EFFECTS OF MATERNAL PROTEIN-MALNUTRITION ON FETAL GROWTH, PLASMA INSULIN-LIKE GROWTH-FACTORS, INSULIN-LIKE GROWTH-FACTOR BINDING-PROTEINS, AND LIVER INSULIN-LIKE GROWTH-FACTOR GENE-EXPRESSION IN THE RAT

We examined the effects of maternal dietary protein restriction on fetal growth and expression of IGF-I and -II, and IGF-binding proteins (IGFBP). We sought to dissociate the respective effects of maternal protein versus calorie restriction on growth indices and IGF synthesis by the neonates of protein-restricted dams. Pregnant Wistar rats (six to eight per group) fed a low (5%) protein diet throughout gestation had impaired body weight gain compared with controls fed a normal (20%) protein diet (by 45%, p < 0.001).

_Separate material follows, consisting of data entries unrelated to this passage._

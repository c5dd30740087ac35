//! Job application repository

use crate::db::{parse_column, DynDatabasePool, LastInsertId};
use crate::models::{Application, ApplicationFilter, ApplicationStatus};
use anyhow::{Context, Result};
use async_trait::async_trait;
use chrono::Utc;
use sqlx::Row;
use std::sync::Arc;

const APPLICATION_COLUMNS: &str =
    "id, job_id, candidate_id, status, cover_letter, created_at, updated_at";

macro_rules! application_from_row {
    ($row:expr) => {
        Application {
            id: $row.get("id"),
            job_id: $row.get("job_id"),
            candidate_id: $row.get("candidate_id"),
            status: parse_column($row.get("status"), "status")?,
            cover_letter: $row.get("cover_letter"),
            created_at: $row.get("created_at"),
            updated_at: $row.get("updated_at"),
        }
    };
}

#[async_trait]
pub trait ApplicationRepository: Send + Sync {
    async fn create(
        &self,
        job_id: i64,
        candidate_id: i64,
        cover_letter: Option<&str>,
    ) -> Result<Application>;

    async fn get_by_id(&self, id: i64) -> Result<Option<Application>>;

    /// A candidate's application to a job, if any
    async fn get_by_job_candidate(&self, job_id: i64, candidate_id: i64) -> Result<Option<Application>>;

    async fn update_status(&self, id: i64, status: ApplicationStatus) -> Result<()>;

    async fn delete(&self, id: i64) -> Result<()>;

    /// Newest applications first
    async fn list(&self, filter: &ApplicationFilter) -> Result<Vec<Application>>;

    /// Applications of a job currently in `status`
    async fn count_for_job(&self, job_id: i64, status: ApplicationStatus) -> Result<i64>;
}

pub struct SqlxApplicationRepository {
    pool: DynDatabasePool,
}

impl SqlxApplicationRepository {
    pub fn new(pool: DynDatabasePool) -> Self {
        Self { pool }
    }

    pub fn boxed(pool: DynDatabasePool) -> Arc<dyn ApplicationRepository> {
        Arc::new(Self::new(pool))
    }
}

#[async_trait]
impl ApplicationRepository for SqlxApplicationRepository {
    async fn create(
        &self,
        job_id: i64,
        candidate_id: i64,
        cover_letter: Option<&str>,
    ) -> Result<Application> {
        let now = Utc::now();
        let status = ApplicationStatus::Applied;
        let id = with_pool!(self.pool, pool => {
            sqlx::query(
                r#"
                INSERT INTO applications (job_id, candidate_id, status, cover_letter, created_at, updated_at)
                VALUES (?, ?, ?, ?, ?, ?)
                "#,
            )
            .bind(job_id)
            .bind(candidate_id)
            .bind(status.as_str())
            .bind(cover_letter)
            .bind(now)
            .bind(now)
            .execute(pool)
            .await
            .context("Failed to create application")?
            .inserted_id()
        });

        Ok(Application {
            id,
            job_id,
            candidate_id,
            status,
            cover_letter: cover_letter.map(str::to_string),
            created_at: now,
            updated_at: now,
        })
    }

    async fn get_by_id(&self, id: i64) -> Result<Option<Application>> {
        let sql = format!("SELECT {} FROM applications WHERE id = ?", APPLICATION_COLUMNS);
        with_pool!(self.pool, pool => {
            let row = sqlx::query(&sql)
                .bind(id)
                .fetch_optional(pool)
                .await
                .context("Failed to get application")?;
            match row {
                Some(row) => Ok(Some(application_from_row!(row))),
                None => Ok(None),
            }
        })
    }

    async fn get_by_job_candidate(&self, job_id: i64, candidate_id: i64) -> Result<Option<Application>> {
        let sql = format!(
            "SELECT {} FROM applications WHERE job_id = ? AND candidate_id = ?",
            APPLICATION_COLUMNS
        );
        with_pool!(self.pool, pool => {
            let row = sqlx::query(&sql)
                .bind(job_id)
                .bind(candidate_id)
                .fetch_optional(pool)
                .await
                .context("Failed to get application")?;
            match row {
                Some(row) => Ok(Some(application_from_row!(row))),
                None => Ok(None),
            }
        })
    }

    async fn update_status(&self, id: i64, status: ApplicationStatus) -> Result<()> {
        let now = Utc::now();
        with_pool!(self.pool, pool => {
            sqlx::query("UPDATE applications SET status = ?, updated_at = ? WHERE id = ?")
                .bind(status.as_str())
                .bind(now)
                .bind(id)
                .execute(pool)
                .await
                .context("Failed to update application status")?;
        });
        Ok(())
    }

    async fn delete(&self, id: i64) -> Result<()> {
        with_pool!(self.pool, pool => {
            sqlx::query("DELETE FROM applications WHERE id = ?")
                .bind(id)
                .execute(pool)
                .await
                .context("Failed to delete application")?;
        });
        Ok(())
    }

    async fn list(&self, filter: &ApplicationFilter) -> Result<Vec<Application>> {
        let sql = format!(
            r#"
            SELECT {} FROM applications
            WHERE (? IS NULL OR job_id = ?) AND (? IS NULL OR candidate_id = ?) AND (? IS NULL OR status = ?)
            ORDER BY created_at DESC, id DESC
            "#,
            APPLICATION_COLUMNS
        );
        let status = filter.status.map(|s| s.as_str());
        with_pool!(self.pool, pool => {
            let rows = sqlx::query(&sql)
                .bind(filter.job_id)
                .bind(filter.job_id)
                .bind(filter.candidate_id)
                .bind(filter.candidate_id)
                .bind(status)
                .bind(status)
                .fetch_all(pool)
                .await
                .context("Failed to list applications")?;
            let mut applications = Vec::with_capacity(rows.len());
            for row in rows {
                applications.push(application_from_row!(row));
            }
            Ok(applications)
        })
    }

    async fn count_for_job(&self, job_id: i64, status: ApplicationStatus) -> Result<i64> {
        with_pool!(self.pool, pool => {
            let row = sqlx::query(
                "SELECT COUNT(*) AS count FROM applications WHERE job_id = ? AND status = ?",
            )
            .bind(job_id)
            .bind(status.as_str())
            .fetch_one(pool)
            .await
            .context("Failed to count applications")?;
            Ok(row.get("count"))
        })
    }
}

#[cfg(test)]
mod tests {
    use super::*;
    use crate::db::repositories::candidate::sample_candidate;
    use crate::db::repositories::job::sample_job;
    use crate::db::repositories::test_support::setup_pool;
    use crate::db::repositories::{
        CandidateRepository, JobRepository, SqlxCandidateRepository, SqlxJobRepository,
    };

    async fn setup() -> (SqlxApplicationRepository, i64, i64, i64) {
        let pool = setup_pool().await;
        let job = SqlxJobRepository::new(pool.clone())
            .create(&sample_job("Backend Engineer"))
            .await
            .unwrap();
        let candidates = SqlxCandidateRepository::new(pool.clone());
        let a = candidates.create(&sample_candidate("Linus", "Torvalds")).await.unwrap();
        let b = candidates.create(&sample_candidate("Margaret", "Hamilton")).await.unwrap();
        (SqlxApplicationRepository::new(pool), job.id, a.id, b.id)
    }

    #[tokio::test]
    async fn test_one_application_per_job_and_candidate() {
        let (repo, job, linus, _) = setup().await;
        let created = repo.create(job, linus, Some("Hello")).await.unwrap();
        assert_eq!(created.status, ApplicationStatus::Applied);

        let err = repo.create(job, linus, None).await.unwrap_err();
        assert!(crate::db::is_unique_violation(&err));

        let found = repo.get_by_job_candidate(job, linus).await.unwrap().unwrap();
        assert_eq!(found.id, created.id);
        assert_eq!(found.cover_letter.as_deref(), Some("Hello"));
    }

    #[tokio::test]
    async fn test_status_updates_and_counts() {
        let (repo, job, linus, margaret) = setup().await;
        let a = repo.create(job, linus, None).await.unwrap();
        repo.create(job, margaret, None).await.unwrap();

        repo.update_status(a.id, ApplicationStatus::Hired).await.unwrap();
        assert_eq!(repo.count_for_job(job, ApplicationStatus::Hired).await.unwrap(), 1);
        assert_eq!(repo.count_for_job(job, ApplicationStatus::Applied).await.unwrap(), 1);

        let filter = ApplicationFilter {
            status: Some(ApplicationStatus::Applied),
            ..Default::default()
        };
        let open = repo.list(&filter).await.unwrap();
        assert_eq!(open.len(), 1);
        assert_eq!(open[0].candidate_id, margaret);
    }
}
//! Configuration management
//!
//! This module handles loading and parsing configuration for HRHub.
//! Configuration can be loaded from:
//! - config.yml file
//! - Environment variables (override file settings)
//!
//! Missing optional values are filled with sensible defaults.

use chrono::{FixedOffset, NaiveTime};
use serde::{Deserialize, Serialize};
use std::path::PathBuf;

/// Main configuration structure
#[derive(Debug, Clone, Default, Serialize, Deserialize)]
pub struct Config {
    /// Server configuration
    #[serde(default)]
    pub server: ServerConfig,
    /// Database configuration
    #[serde(default)]
    pub database: DatabaseConfig,
    /// Session configuration
    #[serde(default)]
    pub session: SessionConfig,
    /// Cache configuration
    #[serde(default)]
    pub cache: CacheConfig,
    /// Upload configuration
    #[serde(default)]
    pub upload: UploadConfig,
    /// Outbound mail configuration
    #[serde(default)]
    pub smtp: SmtpConfig,
    /// Attendance policy
    #[serde(default)]
    pub attendance: AttendanceConfig,
    /// Leave allowances
    #[serde(default)]
    pub leave: LeaveConfig,
    /// Payroll parameters
    #[serde(default)]
    pub payroll: PayrollConfig,
    /// Remote clock synchronisation
    #[serde(default)]
    pub clock: ClockConfig,
}

/// Server configuration
#[derive(Debug, Clone, Serialize, Deserialize)]
pub struct ServerConfig {
    /// Host address to bind to
    #[serde(default = "default_host")]
    pub host: String,
    /// Port to listen on
    #[serde(default = "default_port")]
    pub port: u16,
    /// CORS allowed origin (for cookie-based auth)
    #[serde(default = "default_cors_origin")]
    pub cors_origin: String,
    /// Read the client address from proxy headers. Only enable behind a
    /// reverse proxy that overwrites them.
    #[serde(default)]
    pub trust_proxy_headers: bool,
}

impl Default for ServerConfig {
    fn default() -> Self {
        Self {
            host: default_host(),
            port: default_port(),
            cors_origin: default_cors_origin(),
            trust_proxy_headers: false,
        }
    }
}

fn default_host() -> String {
    "0.0.0.0".to_string()
}

fn default_port() -> u16 {
    8080
}

fn default_cors_origin() -> String {
    "http://localhost:3000".to_string()
}

/// Database configuration
#[derive(Debug, Clone, Serialize, Deserialize)]
pub struct DatabaseConfig {
    /// Database driver (sqlite or mysql)
    #[serde(default)]
    pub driver: DatabaseDriver,
    /// Database connection URL
    #[serde(default = "default_database_url")]
    pub url: String,
}

impl Default for DatabaseConfig {
    fn default() -> Self {
        Self {
            driver: DatabaseDriver::default(),
            url: default_database_url(),
        }
    }
}

fn default_database_url() -> String {
    "data/hrhub.db".to_string()
}

/// Database driver type
#[derive(Debug, Clone, Copy, PartialEq, Eq, Serialize, Deserialize, Default)]
#[serde(rename_all = "lowercase")]
pub enum DatabaseDriver {
    /// SQLite (default)
    #[default]
    Sqlite,
    /// MySQL
    Mysql,
}

/// Session configuration
#[derive(Debug, Clone, Serialize, Deserialize)]
pub struct SessionConfig {
    /// Days until a login session expires
    #[serde(default = "default_session_days")]
    pub expiration_days: i64,
    /// How often expired sessions are purged
    #[serde(default = "default_session_cleanup")]
    pub cleanup_interval_secs: u64,
}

Their serum and liver IGF-I concentrations and liver IGF-I mRNA concentrations were also reduced by 60, 80, and 50%, respectively. Serum IGFBP-3 was reduced by 60% in protein-restricted dams within 1 to 2 h after delivery (p < 0.001 versus controls), although IGFBP-1, -2, and -4 were not significantly affected by the dietary protein intake. In pups of protein-restricted dams, the mean body and liver weight at birth was 15-20% less than that observed in the progeny from normal protein-fed dams (p < 0.01). Their plasma and liver IGF-I concentrations were 30 and 60% lower, respectively, whereas liver IGF-I mRNA abundance was reduced by 50% (p < 0.01). In contrast, neonatal plasma IGF-II and liver IGF-II mRNA concentrations were not significantly affected by the maternal protein malnutrition. Also, the plasma levels of IGFBP were not altered in the growth-retarded pups. Maternal protein restriction did not affect fetal and placental growth, plasma and liver IGF-I levels, and liver IGF-I mRNA abundance in 20-d-old fetuses. We conclude that intrauterine growth retardation caused by maternal protein malnutrition is associated with reduced neonatal expression of the IGF-I gene without obvious changes in IGF-II gene expression and plasma IGFBP concentrations. These results support the emerging evidence that IGF-I may play a role in the regulation of fetal growth and development.